Work request – Below are entries; print them exactly from the first line through the one containing "use super::provider::ConfigProvider;".

++++++++++

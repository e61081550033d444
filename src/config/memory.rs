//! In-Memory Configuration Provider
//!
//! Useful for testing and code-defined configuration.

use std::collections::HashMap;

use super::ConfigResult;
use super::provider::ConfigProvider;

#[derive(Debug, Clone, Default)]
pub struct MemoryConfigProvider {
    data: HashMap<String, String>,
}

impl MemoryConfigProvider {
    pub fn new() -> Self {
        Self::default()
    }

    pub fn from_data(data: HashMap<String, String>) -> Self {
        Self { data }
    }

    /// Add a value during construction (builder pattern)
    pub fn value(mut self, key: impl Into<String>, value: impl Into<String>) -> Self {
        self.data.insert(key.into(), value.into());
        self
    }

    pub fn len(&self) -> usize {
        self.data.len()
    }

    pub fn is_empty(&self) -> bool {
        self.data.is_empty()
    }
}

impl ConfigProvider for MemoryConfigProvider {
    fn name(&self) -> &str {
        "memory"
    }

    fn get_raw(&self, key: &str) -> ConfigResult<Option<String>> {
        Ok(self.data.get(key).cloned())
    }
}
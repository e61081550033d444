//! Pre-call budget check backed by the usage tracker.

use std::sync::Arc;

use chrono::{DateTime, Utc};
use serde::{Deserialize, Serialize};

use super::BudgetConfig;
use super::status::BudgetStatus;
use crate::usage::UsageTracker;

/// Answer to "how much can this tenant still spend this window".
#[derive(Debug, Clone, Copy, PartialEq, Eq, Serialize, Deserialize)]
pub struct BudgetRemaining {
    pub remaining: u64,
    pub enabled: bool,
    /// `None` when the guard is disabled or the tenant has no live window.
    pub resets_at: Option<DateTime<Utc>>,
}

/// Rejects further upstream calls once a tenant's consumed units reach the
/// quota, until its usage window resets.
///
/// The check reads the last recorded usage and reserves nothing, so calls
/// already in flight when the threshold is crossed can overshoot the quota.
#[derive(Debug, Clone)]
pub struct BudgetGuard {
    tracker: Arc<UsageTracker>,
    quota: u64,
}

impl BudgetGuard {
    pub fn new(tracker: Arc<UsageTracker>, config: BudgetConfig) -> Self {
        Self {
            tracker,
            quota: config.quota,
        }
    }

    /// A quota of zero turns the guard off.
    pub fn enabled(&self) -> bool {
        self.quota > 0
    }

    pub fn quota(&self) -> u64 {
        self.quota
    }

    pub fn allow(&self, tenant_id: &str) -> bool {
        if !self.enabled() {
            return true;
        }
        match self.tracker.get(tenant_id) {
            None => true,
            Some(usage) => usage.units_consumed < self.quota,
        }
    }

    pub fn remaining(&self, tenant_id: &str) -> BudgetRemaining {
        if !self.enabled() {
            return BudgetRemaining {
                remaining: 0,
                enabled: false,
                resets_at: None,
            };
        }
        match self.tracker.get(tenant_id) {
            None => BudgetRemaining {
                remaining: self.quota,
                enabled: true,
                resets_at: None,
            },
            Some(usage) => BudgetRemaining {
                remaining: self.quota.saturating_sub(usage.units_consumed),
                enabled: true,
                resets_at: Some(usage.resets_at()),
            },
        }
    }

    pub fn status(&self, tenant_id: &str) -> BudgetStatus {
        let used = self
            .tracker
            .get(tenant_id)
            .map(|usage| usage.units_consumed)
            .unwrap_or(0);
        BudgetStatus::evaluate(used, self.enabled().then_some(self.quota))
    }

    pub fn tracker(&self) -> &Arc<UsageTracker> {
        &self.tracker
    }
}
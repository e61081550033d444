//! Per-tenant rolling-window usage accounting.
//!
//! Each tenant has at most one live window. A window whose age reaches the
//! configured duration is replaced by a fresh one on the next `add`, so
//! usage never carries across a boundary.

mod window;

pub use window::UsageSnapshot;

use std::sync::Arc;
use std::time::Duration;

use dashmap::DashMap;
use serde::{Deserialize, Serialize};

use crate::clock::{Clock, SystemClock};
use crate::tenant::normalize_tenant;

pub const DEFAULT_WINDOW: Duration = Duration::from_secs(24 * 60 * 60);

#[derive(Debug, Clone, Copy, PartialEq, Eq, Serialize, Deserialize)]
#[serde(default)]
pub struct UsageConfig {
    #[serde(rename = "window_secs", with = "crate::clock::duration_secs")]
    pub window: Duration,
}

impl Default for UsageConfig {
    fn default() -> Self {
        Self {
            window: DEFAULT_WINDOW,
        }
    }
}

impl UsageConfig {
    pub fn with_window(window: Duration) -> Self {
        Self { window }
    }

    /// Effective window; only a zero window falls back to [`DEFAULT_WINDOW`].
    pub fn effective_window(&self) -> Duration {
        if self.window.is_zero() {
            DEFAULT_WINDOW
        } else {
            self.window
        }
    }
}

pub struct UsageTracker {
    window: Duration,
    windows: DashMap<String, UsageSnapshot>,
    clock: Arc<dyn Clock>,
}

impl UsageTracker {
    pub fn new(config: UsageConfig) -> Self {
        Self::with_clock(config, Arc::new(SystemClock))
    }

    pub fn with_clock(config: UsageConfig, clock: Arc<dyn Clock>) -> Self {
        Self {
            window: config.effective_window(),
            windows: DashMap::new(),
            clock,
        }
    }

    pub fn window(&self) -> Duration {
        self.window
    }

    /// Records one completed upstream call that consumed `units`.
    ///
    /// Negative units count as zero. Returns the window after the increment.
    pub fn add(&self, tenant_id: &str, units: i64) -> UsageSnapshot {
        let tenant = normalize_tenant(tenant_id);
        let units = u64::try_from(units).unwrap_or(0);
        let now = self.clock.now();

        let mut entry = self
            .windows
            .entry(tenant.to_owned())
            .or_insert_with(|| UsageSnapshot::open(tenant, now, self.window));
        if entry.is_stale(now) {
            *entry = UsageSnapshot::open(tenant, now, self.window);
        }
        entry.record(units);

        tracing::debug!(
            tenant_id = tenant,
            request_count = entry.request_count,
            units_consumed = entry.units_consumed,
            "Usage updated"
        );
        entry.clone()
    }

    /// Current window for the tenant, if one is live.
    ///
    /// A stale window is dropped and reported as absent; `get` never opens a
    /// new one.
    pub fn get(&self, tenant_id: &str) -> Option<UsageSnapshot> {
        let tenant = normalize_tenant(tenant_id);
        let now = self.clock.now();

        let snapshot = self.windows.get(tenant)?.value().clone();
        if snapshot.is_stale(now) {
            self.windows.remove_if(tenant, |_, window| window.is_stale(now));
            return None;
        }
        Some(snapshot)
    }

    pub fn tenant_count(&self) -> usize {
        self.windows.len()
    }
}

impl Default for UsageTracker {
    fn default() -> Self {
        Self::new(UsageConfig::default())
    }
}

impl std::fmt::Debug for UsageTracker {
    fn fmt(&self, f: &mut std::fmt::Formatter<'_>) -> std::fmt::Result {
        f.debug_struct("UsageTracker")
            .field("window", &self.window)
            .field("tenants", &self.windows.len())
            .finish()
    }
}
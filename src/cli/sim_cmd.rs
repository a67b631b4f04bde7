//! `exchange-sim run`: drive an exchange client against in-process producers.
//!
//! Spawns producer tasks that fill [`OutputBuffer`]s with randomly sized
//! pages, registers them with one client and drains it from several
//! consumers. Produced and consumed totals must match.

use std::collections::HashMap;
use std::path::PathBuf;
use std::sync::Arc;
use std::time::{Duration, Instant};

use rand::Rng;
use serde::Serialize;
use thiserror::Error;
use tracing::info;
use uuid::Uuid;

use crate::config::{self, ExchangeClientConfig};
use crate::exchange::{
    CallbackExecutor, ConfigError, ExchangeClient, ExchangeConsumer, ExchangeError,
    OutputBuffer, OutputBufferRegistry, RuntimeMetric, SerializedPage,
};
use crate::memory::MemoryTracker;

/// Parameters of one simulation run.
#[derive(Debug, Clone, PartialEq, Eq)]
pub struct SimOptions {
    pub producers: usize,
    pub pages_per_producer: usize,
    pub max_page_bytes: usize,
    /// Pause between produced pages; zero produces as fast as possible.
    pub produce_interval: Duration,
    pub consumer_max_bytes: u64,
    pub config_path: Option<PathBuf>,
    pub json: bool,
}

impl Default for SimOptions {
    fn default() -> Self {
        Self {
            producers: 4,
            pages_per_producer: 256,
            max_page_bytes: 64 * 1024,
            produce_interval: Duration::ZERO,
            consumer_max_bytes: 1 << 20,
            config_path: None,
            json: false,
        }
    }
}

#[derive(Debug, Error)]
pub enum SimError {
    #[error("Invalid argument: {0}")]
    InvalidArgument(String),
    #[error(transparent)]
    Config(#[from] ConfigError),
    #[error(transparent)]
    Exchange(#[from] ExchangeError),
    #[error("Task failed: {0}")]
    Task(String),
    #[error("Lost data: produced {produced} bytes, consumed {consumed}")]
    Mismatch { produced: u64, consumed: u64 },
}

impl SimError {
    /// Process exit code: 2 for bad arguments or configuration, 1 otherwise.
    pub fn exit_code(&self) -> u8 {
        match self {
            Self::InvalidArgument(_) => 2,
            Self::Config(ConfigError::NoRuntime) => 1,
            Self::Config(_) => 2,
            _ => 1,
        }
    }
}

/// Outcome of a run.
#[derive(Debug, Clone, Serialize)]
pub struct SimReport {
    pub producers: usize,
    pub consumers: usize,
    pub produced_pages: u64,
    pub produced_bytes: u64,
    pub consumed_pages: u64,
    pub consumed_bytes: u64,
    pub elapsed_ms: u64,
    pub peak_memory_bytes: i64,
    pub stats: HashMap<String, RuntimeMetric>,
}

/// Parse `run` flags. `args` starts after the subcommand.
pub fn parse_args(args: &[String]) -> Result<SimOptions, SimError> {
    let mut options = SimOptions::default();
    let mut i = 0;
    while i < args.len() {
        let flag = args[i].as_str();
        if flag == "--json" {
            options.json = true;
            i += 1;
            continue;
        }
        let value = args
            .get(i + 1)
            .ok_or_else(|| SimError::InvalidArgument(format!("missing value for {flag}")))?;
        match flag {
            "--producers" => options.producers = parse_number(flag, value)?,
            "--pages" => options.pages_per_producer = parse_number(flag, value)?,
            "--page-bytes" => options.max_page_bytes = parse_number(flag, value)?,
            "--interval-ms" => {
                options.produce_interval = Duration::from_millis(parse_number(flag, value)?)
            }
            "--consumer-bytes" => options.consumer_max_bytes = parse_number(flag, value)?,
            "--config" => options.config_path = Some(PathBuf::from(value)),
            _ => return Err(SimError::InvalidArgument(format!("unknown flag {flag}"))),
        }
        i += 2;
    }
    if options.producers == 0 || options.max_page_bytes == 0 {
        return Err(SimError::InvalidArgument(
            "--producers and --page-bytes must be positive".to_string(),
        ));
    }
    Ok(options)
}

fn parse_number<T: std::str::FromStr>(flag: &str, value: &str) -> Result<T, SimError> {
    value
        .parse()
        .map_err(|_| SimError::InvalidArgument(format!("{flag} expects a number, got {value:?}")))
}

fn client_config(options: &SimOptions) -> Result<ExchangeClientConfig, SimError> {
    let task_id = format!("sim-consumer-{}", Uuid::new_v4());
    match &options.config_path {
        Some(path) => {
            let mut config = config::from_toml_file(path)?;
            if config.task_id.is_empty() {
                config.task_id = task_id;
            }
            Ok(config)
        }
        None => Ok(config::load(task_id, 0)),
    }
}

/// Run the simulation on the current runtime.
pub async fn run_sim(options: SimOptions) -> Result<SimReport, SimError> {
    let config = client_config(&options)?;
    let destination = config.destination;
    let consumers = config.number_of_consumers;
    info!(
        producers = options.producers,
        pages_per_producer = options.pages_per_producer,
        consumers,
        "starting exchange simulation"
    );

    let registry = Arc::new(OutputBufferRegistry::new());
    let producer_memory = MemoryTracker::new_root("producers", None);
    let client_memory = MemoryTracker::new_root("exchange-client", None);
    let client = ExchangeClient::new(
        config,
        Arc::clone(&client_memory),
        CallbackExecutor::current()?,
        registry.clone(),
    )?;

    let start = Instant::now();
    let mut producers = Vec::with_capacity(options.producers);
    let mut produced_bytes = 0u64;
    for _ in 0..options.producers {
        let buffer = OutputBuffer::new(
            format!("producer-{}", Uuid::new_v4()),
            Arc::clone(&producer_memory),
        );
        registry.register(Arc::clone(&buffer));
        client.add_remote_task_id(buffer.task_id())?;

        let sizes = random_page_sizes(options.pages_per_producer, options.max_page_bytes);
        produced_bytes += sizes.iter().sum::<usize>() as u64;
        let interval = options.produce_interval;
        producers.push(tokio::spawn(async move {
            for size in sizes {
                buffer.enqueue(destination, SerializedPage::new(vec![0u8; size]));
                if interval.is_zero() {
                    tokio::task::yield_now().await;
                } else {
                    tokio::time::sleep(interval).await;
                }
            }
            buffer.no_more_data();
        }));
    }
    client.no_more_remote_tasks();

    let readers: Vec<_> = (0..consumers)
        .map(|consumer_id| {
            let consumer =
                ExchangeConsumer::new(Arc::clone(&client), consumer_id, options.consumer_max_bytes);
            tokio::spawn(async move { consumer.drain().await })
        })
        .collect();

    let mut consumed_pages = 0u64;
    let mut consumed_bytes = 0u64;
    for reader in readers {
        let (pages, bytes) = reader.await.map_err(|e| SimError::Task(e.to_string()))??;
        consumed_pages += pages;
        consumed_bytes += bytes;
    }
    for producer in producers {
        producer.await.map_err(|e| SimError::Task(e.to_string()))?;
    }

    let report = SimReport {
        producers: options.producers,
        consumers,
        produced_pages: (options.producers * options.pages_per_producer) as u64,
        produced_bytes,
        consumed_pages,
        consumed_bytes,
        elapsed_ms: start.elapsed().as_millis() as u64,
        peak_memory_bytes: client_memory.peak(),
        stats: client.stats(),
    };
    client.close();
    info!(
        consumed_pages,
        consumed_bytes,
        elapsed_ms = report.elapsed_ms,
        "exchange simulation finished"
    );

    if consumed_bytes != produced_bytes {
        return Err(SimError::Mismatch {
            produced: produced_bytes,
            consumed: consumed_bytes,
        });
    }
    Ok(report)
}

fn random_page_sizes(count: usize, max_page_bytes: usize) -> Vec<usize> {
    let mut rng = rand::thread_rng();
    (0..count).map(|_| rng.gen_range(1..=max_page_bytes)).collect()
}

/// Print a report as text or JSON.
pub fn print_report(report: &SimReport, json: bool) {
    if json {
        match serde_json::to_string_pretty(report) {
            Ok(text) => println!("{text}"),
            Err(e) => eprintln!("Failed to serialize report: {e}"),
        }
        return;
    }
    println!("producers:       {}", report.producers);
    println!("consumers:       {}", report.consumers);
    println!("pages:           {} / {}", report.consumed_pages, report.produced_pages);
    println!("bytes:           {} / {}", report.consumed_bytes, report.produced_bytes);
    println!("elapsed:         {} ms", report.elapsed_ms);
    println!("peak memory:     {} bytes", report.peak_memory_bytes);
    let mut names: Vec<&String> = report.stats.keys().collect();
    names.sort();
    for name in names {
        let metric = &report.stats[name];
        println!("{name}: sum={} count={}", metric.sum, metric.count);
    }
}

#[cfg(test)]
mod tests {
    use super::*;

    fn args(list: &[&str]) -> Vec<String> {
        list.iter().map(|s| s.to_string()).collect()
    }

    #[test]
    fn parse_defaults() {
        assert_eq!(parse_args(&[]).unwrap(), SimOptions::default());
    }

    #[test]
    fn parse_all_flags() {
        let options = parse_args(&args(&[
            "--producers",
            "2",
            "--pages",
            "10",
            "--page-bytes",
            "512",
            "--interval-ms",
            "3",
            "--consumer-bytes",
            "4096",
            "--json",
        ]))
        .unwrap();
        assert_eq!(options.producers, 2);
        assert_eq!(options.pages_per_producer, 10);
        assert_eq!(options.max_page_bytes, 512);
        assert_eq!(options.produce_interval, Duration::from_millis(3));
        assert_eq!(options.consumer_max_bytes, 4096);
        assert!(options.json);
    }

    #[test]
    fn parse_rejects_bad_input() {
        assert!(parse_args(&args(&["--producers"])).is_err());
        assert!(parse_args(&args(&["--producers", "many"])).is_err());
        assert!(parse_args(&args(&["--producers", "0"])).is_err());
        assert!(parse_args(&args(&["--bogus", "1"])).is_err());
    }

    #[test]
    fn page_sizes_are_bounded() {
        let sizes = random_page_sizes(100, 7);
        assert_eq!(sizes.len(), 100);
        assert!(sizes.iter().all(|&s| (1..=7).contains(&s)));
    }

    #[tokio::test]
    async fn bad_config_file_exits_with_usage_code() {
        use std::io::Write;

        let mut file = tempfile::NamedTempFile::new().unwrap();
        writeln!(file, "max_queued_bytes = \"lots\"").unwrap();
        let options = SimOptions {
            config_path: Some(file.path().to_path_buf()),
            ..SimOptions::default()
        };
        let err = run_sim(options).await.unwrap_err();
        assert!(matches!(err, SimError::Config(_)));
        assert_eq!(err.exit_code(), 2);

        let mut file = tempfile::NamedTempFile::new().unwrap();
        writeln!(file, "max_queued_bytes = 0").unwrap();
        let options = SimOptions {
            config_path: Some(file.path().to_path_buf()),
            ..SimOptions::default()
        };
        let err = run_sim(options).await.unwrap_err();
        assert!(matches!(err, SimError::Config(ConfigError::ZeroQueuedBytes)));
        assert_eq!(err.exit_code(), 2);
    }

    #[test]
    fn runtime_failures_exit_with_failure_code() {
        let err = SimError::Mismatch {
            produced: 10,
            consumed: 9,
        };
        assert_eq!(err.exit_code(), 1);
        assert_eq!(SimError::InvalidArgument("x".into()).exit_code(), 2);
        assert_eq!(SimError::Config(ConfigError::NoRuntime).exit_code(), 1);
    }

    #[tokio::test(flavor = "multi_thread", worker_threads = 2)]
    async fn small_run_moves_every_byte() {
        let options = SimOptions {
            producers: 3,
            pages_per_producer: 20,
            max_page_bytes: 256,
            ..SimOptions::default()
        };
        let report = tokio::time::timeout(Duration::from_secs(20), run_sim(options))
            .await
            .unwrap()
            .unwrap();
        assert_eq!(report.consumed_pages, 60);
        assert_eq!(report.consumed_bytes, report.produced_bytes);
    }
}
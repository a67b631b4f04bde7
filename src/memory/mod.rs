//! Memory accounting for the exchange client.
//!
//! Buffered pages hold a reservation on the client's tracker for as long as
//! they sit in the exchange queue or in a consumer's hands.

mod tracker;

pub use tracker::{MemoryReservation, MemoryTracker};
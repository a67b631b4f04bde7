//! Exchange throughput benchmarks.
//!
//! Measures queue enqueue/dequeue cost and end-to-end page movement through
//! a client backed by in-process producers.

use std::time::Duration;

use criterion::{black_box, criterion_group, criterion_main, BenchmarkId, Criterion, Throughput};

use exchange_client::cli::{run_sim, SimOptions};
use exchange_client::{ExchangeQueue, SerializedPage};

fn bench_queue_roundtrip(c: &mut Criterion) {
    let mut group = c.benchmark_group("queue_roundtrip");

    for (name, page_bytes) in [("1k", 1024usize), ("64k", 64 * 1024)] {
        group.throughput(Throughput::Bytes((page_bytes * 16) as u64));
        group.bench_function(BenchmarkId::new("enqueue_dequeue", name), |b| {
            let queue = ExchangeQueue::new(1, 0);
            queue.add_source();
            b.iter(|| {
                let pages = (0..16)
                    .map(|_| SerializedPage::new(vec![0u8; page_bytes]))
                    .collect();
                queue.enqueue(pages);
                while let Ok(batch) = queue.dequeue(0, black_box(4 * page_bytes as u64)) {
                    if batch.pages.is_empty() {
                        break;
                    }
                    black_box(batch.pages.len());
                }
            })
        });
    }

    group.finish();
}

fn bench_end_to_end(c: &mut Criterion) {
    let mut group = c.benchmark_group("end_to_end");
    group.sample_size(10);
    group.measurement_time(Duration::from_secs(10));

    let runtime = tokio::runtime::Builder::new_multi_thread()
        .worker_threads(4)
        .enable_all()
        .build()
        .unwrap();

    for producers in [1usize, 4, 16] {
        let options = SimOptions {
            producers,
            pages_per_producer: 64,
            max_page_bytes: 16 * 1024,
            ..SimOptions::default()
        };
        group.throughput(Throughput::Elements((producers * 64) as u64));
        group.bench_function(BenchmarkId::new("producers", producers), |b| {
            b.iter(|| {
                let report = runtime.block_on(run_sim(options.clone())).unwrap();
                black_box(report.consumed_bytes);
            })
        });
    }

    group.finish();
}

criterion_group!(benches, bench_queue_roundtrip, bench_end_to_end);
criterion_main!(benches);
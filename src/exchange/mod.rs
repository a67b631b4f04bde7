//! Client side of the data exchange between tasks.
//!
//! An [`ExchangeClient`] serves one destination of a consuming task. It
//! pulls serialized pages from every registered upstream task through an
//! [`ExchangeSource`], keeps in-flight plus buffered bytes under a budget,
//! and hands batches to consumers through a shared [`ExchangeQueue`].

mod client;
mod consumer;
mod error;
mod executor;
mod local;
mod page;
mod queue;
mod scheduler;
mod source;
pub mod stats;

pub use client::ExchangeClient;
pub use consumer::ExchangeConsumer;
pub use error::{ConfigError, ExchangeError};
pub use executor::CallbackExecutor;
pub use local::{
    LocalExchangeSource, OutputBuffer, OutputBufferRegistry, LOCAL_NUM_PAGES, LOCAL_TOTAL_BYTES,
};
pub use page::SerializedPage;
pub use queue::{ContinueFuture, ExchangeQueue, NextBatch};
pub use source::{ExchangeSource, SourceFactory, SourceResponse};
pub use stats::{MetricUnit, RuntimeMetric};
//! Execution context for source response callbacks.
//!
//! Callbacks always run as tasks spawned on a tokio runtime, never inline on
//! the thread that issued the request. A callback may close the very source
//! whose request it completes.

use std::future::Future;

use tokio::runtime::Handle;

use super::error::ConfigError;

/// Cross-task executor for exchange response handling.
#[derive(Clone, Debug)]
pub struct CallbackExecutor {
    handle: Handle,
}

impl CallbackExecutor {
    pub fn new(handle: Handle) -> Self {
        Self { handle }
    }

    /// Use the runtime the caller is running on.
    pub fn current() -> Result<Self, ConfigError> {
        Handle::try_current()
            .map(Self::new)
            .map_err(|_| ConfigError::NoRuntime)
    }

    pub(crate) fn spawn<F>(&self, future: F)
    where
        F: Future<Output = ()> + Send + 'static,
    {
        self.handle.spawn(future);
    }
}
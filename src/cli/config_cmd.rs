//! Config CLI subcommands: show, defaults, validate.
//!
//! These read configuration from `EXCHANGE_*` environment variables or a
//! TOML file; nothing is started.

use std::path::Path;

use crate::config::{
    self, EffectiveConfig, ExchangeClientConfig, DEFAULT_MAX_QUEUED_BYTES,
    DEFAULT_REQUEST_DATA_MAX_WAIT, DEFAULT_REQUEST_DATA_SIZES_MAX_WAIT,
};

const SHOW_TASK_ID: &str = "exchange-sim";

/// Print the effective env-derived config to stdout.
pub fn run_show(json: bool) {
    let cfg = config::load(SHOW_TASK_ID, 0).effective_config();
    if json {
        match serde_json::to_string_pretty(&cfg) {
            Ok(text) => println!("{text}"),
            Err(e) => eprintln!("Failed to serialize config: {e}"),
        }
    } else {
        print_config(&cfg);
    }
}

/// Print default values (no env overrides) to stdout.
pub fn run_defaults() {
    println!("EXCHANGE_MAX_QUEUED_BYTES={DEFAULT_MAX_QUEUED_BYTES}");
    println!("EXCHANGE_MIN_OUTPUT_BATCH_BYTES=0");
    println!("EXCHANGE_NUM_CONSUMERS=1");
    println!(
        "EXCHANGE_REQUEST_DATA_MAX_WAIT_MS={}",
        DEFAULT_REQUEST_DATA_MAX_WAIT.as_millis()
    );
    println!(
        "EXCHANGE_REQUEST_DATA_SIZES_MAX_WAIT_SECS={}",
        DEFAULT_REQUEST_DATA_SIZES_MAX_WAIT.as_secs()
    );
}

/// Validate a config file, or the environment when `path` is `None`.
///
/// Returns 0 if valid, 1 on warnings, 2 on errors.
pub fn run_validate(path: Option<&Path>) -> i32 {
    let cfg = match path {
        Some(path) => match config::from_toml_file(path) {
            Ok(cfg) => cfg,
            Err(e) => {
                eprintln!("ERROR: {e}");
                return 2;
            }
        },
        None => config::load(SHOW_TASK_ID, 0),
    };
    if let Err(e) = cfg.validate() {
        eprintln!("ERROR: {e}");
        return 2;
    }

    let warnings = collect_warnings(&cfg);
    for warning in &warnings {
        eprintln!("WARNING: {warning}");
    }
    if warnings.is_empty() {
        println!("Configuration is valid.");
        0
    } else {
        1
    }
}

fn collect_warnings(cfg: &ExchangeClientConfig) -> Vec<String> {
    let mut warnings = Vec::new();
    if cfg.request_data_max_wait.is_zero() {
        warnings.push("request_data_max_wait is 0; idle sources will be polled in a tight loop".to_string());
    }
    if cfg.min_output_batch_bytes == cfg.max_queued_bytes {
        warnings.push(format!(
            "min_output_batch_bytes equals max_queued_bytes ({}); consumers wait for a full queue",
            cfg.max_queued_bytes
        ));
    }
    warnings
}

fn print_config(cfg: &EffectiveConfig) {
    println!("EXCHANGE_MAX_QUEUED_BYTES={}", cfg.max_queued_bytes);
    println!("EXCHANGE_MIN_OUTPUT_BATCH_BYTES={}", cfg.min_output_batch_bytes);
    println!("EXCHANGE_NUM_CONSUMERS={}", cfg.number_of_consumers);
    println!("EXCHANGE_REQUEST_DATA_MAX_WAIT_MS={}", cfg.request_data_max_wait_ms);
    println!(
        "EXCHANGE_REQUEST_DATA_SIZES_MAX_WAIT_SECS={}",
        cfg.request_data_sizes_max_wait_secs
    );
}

++++++++++

The answer –
repository e61081550033d444
filename src/config/memory.rs
//! In-Memory Configuration Provider
//!
//! Useful for testing and code-defined configuration.

use std::collections::HashMap;

use super::ConfigResult;
use super::provider::ConfigProvider;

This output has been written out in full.